Exercise brief: Copy every line of the following data that includes the string "content".

Excerpted records:
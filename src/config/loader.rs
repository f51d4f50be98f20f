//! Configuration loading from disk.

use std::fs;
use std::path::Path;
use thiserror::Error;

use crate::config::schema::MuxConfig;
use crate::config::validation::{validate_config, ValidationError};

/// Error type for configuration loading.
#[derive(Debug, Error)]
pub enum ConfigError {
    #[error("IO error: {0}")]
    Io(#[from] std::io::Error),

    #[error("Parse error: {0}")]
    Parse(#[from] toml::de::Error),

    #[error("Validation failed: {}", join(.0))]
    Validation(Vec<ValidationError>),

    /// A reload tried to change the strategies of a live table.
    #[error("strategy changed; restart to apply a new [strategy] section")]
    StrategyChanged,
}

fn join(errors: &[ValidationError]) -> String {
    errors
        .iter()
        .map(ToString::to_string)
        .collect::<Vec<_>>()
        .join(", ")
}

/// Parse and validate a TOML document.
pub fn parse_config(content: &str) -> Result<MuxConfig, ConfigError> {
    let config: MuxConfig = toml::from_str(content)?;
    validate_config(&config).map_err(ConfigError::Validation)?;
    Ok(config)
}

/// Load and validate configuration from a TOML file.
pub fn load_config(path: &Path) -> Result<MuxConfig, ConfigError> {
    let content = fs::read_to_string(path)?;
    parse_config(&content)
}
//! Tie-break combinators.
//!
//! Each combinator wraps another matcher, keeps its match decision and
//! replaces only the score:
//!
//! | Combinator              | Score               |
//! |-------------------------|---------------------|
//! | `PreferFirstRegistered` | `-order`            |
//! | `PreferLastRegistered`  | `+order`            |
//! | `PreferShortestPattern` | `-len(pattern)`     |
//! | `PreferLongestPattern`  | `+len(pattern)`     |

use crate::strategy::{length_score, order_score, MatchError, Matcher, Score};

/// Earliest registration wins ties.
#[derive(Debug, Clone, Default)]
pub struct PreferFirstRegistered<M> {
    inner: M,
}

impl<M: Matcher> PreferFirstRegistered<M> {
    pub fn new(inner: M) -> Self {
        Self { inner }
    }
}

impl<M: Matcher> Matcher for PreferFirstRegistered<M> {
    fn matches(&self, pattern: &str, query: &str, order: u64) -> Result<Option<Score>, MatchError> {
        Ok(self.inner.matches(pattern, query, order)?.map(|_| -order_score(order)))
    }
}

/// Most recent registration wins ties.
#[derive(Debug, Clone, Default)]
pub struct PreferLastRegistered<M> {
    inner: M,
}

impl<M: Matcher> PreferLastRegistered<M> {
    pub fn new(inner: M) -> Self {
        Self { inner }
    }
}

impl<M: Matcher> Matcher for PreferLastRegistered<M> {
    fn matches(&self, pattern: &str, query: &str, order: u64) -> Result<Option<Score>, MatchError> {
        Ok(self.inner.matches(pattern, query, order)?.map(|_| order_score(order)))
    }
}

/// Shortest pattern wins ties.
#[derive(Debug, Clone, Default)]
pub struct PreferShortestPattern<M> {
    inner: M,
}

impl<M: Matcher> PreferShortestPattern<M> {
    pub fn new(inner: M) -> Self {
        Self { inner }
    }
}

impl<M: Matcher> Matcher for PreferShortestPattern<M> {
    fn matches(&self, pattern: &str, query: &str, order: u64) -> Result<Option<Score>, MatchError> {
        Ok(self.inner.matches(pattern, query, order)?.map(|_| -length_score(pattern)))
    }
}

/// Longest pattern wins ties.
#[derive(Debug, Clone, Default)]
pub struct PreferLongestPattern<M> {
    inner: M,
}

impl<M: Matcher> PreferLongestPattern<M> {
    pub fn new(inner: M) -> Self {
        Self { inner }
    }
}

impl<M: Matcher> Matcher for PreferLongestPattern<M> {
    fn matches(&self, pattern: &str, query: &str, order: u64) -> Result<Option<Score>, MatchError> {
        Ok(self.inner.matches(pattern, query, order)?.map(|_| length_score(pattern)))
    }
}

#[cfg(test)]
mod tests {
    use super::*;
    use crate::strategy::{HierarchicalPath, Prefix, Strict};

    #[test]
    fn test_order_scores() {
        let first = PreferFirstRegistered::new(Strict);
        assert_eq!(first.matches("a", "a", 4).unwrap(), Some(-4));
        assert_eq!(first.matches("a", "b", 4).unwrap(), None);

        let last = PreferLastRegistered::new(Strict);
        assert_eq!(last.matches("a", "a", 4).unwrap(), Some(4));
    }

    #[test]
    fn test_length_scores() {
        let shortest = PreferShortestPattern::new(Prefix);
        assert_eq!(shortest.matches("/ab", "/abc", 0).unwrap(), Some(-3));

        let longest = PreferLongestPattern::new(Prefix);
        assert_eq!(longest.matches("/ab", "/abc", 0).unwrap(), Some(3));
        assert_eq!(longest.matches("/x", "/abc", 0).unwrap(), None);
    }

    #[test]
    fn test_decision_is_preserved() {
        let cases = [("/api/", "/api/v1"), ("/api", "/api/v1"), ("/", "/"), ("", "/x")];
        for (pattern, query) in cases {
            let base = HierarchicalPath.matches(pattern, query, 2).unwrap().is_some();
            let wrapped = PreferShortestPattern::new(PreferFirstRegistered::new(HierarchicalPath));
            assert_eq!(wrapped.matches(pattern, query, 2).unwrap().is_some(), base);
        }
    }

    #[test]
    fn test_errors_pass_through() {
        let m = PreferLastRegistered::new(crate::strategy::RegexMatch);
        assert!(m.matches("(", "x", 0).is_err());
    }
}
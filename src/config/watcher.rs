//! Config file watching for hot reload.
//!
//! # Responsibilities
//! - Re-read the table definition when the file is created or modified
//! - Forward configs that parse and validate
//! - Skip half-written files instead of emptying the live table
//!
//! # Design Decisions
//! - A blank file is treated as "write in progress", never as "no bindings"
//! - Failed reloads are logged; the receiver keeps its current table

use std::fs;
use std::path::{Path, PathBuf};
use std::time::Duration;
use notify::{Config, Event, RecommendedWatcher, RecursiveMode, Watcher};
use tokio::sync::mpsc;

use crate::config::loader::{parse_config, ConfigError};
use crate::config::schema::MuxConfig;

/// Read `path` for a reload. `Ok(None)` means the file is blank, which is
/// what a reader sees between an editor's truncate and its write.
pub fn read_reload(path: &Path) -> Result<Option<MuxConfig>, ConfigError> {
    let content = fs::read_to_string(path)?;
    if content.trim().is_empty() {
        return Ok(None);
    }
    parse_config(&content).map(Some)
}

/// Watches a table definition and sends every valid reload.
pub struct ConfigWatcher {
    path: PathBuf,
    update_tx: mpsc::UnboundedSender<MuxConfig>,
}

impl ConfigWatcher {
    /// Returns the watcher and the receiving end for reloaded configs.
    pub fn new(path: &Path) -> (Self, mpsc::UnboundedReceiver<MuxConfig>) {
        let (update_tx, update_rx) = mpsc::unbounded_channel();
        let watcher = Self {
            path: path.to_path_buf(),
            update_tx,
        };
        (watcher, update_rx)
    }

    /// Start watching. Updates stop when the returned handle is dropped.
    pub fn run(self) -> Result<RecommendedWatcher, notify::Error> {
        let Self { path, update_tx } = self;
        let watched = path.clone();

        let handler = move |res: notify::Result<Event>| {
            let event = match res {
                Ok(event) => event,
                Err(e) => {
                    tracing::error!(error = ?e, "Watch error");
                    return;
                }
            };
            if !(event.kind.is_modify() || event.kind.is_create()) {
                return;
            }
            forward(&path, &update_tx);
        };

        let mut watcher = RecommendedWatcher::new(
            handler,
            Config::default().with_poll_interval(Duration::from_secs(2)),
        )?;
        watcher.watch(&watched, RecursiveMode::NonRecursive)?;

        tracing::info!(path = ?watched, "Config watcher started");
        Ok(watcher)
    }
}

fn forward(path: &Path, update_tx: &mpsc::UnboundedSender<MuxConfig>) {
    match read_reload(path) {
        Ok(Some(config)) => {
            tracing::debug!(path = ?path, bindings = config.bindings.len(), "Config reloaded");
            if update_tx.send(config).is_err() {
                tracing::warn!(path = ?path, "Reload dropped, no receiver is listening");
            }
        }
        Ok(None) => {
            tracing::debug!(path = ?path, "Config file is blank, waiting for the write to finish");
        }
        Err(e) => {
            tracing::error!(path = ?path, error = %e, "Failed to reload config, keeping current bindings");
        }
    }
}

Expected output:
pub fn parse_config(content: &str) -> Result<MuxConfig, ConfigError> {
    let config: MuxConfig = toml::from_str(content)?;
    let content = fs::read_to_string(path)?;
    parse_config(&content)
    let content = fs::read_to_string(path)?;
    if content.trim().is_empty() {
    parse_config(&content).map(Some)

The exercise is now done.